_INSTRUCTIONS FOR THE TASK_
All the records below must be returned exactly as they stand.

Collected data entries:
--------------------------------------------------

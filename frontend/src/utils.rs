use std::rc::Rc;

use chrono::{DateTime, Utc};
use wasm_bindgen::JsValue;

/// Memo key comparing a shared list by identity. The controller swaps in a
/// fresh `Rc` whenever a list is reloaded.
pub struct SameList<T>(pub Rc<T>);

impl<T> Clone for SameList<T> {
    fn clone(&self) -> Self {
        Self(self.0.clone())
    }
}

impl<T> PartialEq for SameList<T> {
    fn eq(&self, other: &Self) -> bool {
        Rc::ptr_eq(&self.0, &other.0)
    }
}

fn js_date(at: DateTime<Utc>) -> js_sys::Date {
    js_sys::Date::new(&JsValue::from_f64(at.timestamp_millis() as f64))
}

/// Date and time in the browser's locale, or a dash when unknown.
pub fn format_timestamp(at: Option<DateTime<Utc>>) -> String {
    match at {
        Some(at) => js_date(at)
            .to_locale_string("default", &JsValue::UNDEFINED)
            .into(),
        None => "-".to_string(),
    }
}

pub fn format_date(at: Option<DateTime<Utc>>) -> String {
    match at {
        Some(at) => js_date(at)
            .to_locale_date_string("default", &JsValue::UNDEFINED)
            .into(),
        None => "-".to_string(),
    }
}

--------------------------------------------------

_WRITTEN SOLUTION_
filename frontend/src/utils.rs
use std::rc::Rc;

use chrono::{DateTime, Utc};
use wasm_bindgen::JsValue;

/// Memo key comparing a shared list by identity. The controller swaps in a
/// fresh `Rc` whenever a list is reloaded.
pub struct SameList<T>(pub Rc<T>);

impl<T> Clone for SameList<T> {
    fn clone(&self) -> Self {
        Self(self.0.clone())
    }
}

impl<T> PartialEq for SameList<T> {
    fn eq(&self, other: &Self) -> bool {
        Rc::ptr_eq(&self.0, &other.0)
    }
}

fn js_date(at: DateTime<Utc>) -> js_sys::Date {
    js_sys::Date::new(&JsValue::from_f64(at.timestamp_millis() as f64))
}

/// Date and time in the browser's locale, or a dash when unknown.
pub fn format_timestamp(at: Option<DateTime<Utc>>) -> String {
    match at {
        Some(at) => js_date(at)
            .to_locale_string("default", &JsValue::UNDEFINED)
            .into(),
        None => "-".to_string(),
    }
}

pub fn format_date(at: Option<DateTime<Utc>>) -> String {
    match at {
        Some(at) => js_date(at)
            .to_locale_date_string("default", &JsValue::UNDEFINED)
            .into(),
        None => "-".to_string(),
    }
}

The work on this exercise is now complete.